L'ex presidente del Consiglio lancia la sfida al Movimento Cinque Stelle

La 'fase due' del congresso Pd è appena iniziata ma Matteo Renzi è già in campo per la campagna elettorale 'con vista' su palazzo Chigi. Dal podio della sala congressi dell'hotel Ergife – il palcoscenico è lo stesso dell'assemblea dem che certificava la sua sconfitta al referendum del 4 dicembre – l'ex premier si lancia in un discorso da segretario Pd e candidato premier 'in pectore'. Inutile marcare le differenze rispetto "al compagno di strada": l'avversario è fuori, è la linea. Il M5S a Ivrea "ha lanciato un'Opa sul futuro dell'Italia, ha raccontato un orizzonte e se l'è intestato", scandisce. Ecco allora che la sfida è rivendicare il futuro "da questa parte del campo", ed è una sfida, sottolinea Renzi, che "accettiamo a viso aperto: non ci fanno paura, nessuna timidezza o disagio".
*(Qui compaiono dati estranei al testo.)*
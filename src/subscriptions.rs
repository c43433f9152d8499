use chrono::Utc;
use tracing::{info, warn};
use uuid::Uuid;

use crate::collection::{Collection, Record};
use crate::contacts::{Contacts, Link};
use crate::error::{CrmError, Result};
use crate::models::{
    check_amount, NewSubscription, PlanType, Subscription, SubscriptionStatus, SubscriptionUpdate,
    DEFAULT_PRACTICE_SEATS,
};
use crate::storage::Storage;

impl Record for Subscription {
    const COLLECTION: &'static str = "subscriptions";
    const ENTITY: &'static str = "Subscription";

    fn id(&self) -> &str {
        &self.id
    }
}

/// Individual plans are always capped at one seat; a different request is
/// normalized (and logged) rather than rejected. Practice plans need at
/// least one seat.
fn seat_cap(plan: PlanType, requested: Option<u32>) -> Result<u32> {
    match plan {
        PlanType::Individual => {
            if let Some(n) = requested.filter(|n| *n != 1) {
                warn!(requested = n, "individual plans hold one seat, normalizing");
            }
            Ok(1)
        }
        PlanType::Practice => match requested.unwrap_or(DEFAULT_PRACTICE_SEATS) {
            0 => Err(CrmError::Validation(
                "practice plans need at least one seat".into(),
            )),
            n => Ok(n),
        },
    }
}

fn check_transition(from: SubscriptionStatus, to: SubscriptionStatus) -> Result<()> {
    if from.can_transition_to(to) {
        Ok(())
    } else {
        Err(CrmError::InvalidTransition {
            from: from.to_string(),
            to: to.to_string(),
        })
    }
}

#[derive(Clone)]
pub struct Subscriptions {
    records: Collection<Subscription>,
    contacts: Contacts,
}

impl Subscriptions {
    pub fn new(storage: Storage, seed: fn() -> Vec<Subscription>, contacts: Contacts) -> Self {
        Self {
            records: Collection::new(storage, seed),
            contacts,
        }
    }

    pub fn list(&self) -> Result<Vec<Subscription>> {
        self.records.all()
    }

    pub fn get(&self, id: &str) -> Result<Option<Subscription>> {
        self.records.get(id)
    }

    pub fn for_contact(&self, contact_id: &str) -> Result<Vec<Subscription>> {
        Ok(self
            .records
            .all()?
            .into_iter()
            .filter(|s| s.contact_id == contact_id)
            .collect())
    }

    pub fn create(&self, new: NewSubscription) -> Result<Subscription> {
        if new.contact_id.trim().is_empty() {
            return Err(CrmError::Validation("contactId is required".into()));
        }
        let amount = check_amount("amount", new.amount)?;
        let start_date = new.start_date.unwrap_or_else(Utc::now);
        let renewal_date = new.resolved_renewal(start_date);
        if renewal_date < start_date {
            return Err(CrmError::Validation(
                "renewalDate must not be before startDate".into(),
            ));
        }
        let subscription = Subscription {
            id: Uuid::new_v4().to_string(),
            max_team_members: seat_cap(new.plan, new.max_team_members)?,
            contact_id: new.contact_id,
            plan: new.plan,
            status: new.status,
            start_date,
            renewal_date,
            amount,
            currency: new.currency,
            payment_method: new.payment_method,
            parent_subscription_id: new.parent_subscription_id,
            team_members: vec![],
        };
        let subscription = self.records.insert(subscription)?;
        self.contacts
            .link(&subscription.contact_id, Link::Subscription, &subscription.id)?;
        info!(
            id = %subscription.id,
            contact = %subscription.contact_id,
            plan = %subscription.plan,
            status = %subscription.status,
            "subscription created"
        );
        Ok(subscription)
    }

    /// Field edits. A status change goes through the same lifecycle check
    /// as [`Subscriptions::transition`].
    pub fn update(&self, id: &str, changes: SubscriptionUpdate) -> Result<Option<Subscription>> {
        self.records.modify(id, |sub| {
            if let Some(status) = changes.status {
                check_transition(sub.status, status)?;
                sub.status = status;
            }
            let plan = changes.plan.unwrap_or(sub.plan);
            if plan == PlanType::Individual && !sub.team_members.is_empty() {
                return Err(CrmError::Validation(
                    "remove team members before moving to an individual plan".into(),
                ));
            }
            let requested = match (sub.plan, plan) {
                (PlanType::Individual, PlanType::Practice) => changes.max_team_members,
                _ => changes.max_team_members.or(Some(sub.max_team_members)),
            };
            let cap = seat_cap(plan, requested)?;
            if (cap as usize) < sub.team_members.len() {
                return Err(CrmError::Validation(format!(
                    "{} team members exceed the requested cap of {cap}",
                    sub.team_members.len()
                )));
            }
            sub.plan = plan;
            sub.max_team_members = cap;

            if let Some(start_date) = changes.start_date {
                sub.start_date = start_date;
            }
            if let Some(renewal_date) = changes.renewal_date {
                sub.renewal_date = renewal_date;
            }
            if sub.renewal_date < sub.start_date {
                return Err(CrmError::Validation(
                    "renewalDate must not be before startDate".into(),
                ));
            }
            if let Some(amount) = changes.amount {
                sub.amount = check_amount("amount", amount)?;
            }
            if let Some(currency) = changes.currency {
                sub.currency = currency;
            }
            if let Some(payment_method) = changes.payment_method {
                sub.payment_method = payment_method;
            }
            if let Some(parent) = changes.parent_subscription_id {
                sub.parent_subscription_id = parent;
            }
            Ok(())
        })
    }

    /// Move along `pending -> active -> {cancelled, expired}`.
    pub fn transition(&self, id: &str, status: SubscriptionStatus) -> Result<Subscription> {
        let mut previous = None;
        let updated = self.records.modify(id, |sub| {
            check_transition(sub.status, status)?;
            previous = Some(sub.status);
            sub.status = status;
            Ok(())
        })?;
        let updated = updated.ok_or_else(|| CrmError::not_found(Subscription::ENTITY, id))?;
        if let Some(from) = previous {
            info!(id, %from, to = %status, "subscription status changed");
        }
        Ok(updated)
    }

    pub fn delete(&self, id: &str) -> Result<bool> {
        let removed = self.records.remove(id)?;
        if removed {
            info!(id, "subscription deleted");
        }
        Ok(removed)
    }

    /// Give a contact a seat on a practice plan. Adding an existing member
    /// is a no-op.
    pub fn add_team_member(&self, id: &str, contact_id: &str) -> Result<Subscription> {
        let updated = self.records.modify(id, |sub| {
            if sub.plan != PlanType::Practice {
                return Err(CrmError::Validation(
                    "only practice plans have team members".into(),
                ));
            }
            if sub.team_members.iter().any(|m| m == contact_id) {
                return Ok(());
            }
            if sub.seats_left() == 0 {
                return Err(CrmError::TeamFull {
                    id: sub.id.clone(),
                    max: sub.max_team_members,
                });
            }
            sub.team_members.push(contact_id.to_string());
            Ok(())
        })?;
        let updated = updated.ok_or_else(|| CrmError::not_found(Subscription::ENTITY, id))?;
        info!(id, contact = contact_id, seats_left = updated.seats_left(), "team member added");
        Ok(updated)
    }

    pub fn remove_team_member(&self, id: &str, contact_id: &str) -> Result<Subscription> {
        self.records
            .modify(id, |sub| {
                sub.team_members.retain(|m| m != contact_id);
                Ok(())
            })?
            .ok_or_else(|| CrmError::not_found(Subscription::ENTITY, id))
    }
}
L'ex premier segna quindi "le differenze" rispetto ai pentastellati: scienza (e vaccini) contro scie chimiche, lavoro (e innovazione, ma non senza tutele) contro assistenzialismo e intelligenza artificiale, ma anche (e soprattutto) democrazia contro dinastia. Hanno "fortunatamente" trovato un leader "in Davide Casaleggio, dandoci la possibilità di un confronto serio e pacato", ironizza. La democrazia, però, sottolinea Renzi, ha anche le sue leggi. Se è vero che "questo è il posto che tutti le democratiche e i democratici possono chiamare casa", è vero anche che in una casa "le regole si rispettano tutti e non si passano i prossimi 4 anni a bombardare il quartier generale", mette in chiaro.

Promette di non farlo Andrea Orlando: "Dal primo maggio si lavora insieme", assicura, ma – intanto – il ministro della Giustizia dimostra di credere ancora nella partita e dà battaglia. "Il nostro errore principale è stato fare le riforme senza il popolo". Il Guardasigilli prova la rimonta a sinistra: "Va bene" parlare con Marchionne "che guadagna come mille operai, ma vogliamo parlare anche con i restanti 999? Sono stato davanti ai cancelli di Mirafiori e non mi sarei sorpreso se mi avessero mandato via a calci". Renzi però non lascia molto spazio all'avversario: "Se non ti hanno preso a calci Andrea – replica – è perché noi abbiamo contribuito a tenerle aperte quelle fabbriche grazie anche al lavoro fatto da Sergio Marchionne. Noi siamo il partito del lavoro, non altri". Botta e risposta tra i due anche sulla legge elettorale. "Se non troviamo i voti è perché non li stiamo cercando", attacca Orlando, aggiungendo un "io ci sono" rispetto a "governabilità e collegi uninominali". "Se tutti si mettono d'accordo per dire no ogni nostra proposta, dico che ora tocca a loro fare una proposta", ribadisce l'ex premier che non dimentica come, dopo l'affaire che ha riguardato la commissione Affari costituzionali di palazzo Madama, "in Parlamento in questo momento c'è la stessa maggioranza che ha detto No al referendum".

Dall'ospedale in cui è ricoverato a Foggia per la rottura del tendine di Achille, attraverso un videomessaggio, chiede un cambio di passo al Pd Michele Emiliano: "Dobbiamo uscire dalla logica di un uomo solo che salva tutti, dobbiamo entrare nella logica dei tutti che aiutano ciascuno nello svolgimento del proprio ruolo e che gli evitano gli errori". Il Governatore pugliese ribadisce il No della sua mozione ad ogni ipotesi di larghe intese ma invita i dem "chiudere" con un rapporto troppo "duro" nei confronti del M5S: "la stragrande maggioranza di quegli elettori sono nostri elettori che sono ancora lì, a metà", avverte. Emiliano ringrazia poi quanti avevano accettato l'idea di un possibile rinvio dei gazebo del 30 aprile a causa del suo infortunio (un "sì" era arrivato da Orlando, mentre i renziani Rosato e Guerini avevano bocciato la proposta), ma frena. "Non voglio assolutamente condizionare i tempi delle primarie. Non ho chiesto nulla in tal senso", dice. La corsa al Nazareno continua.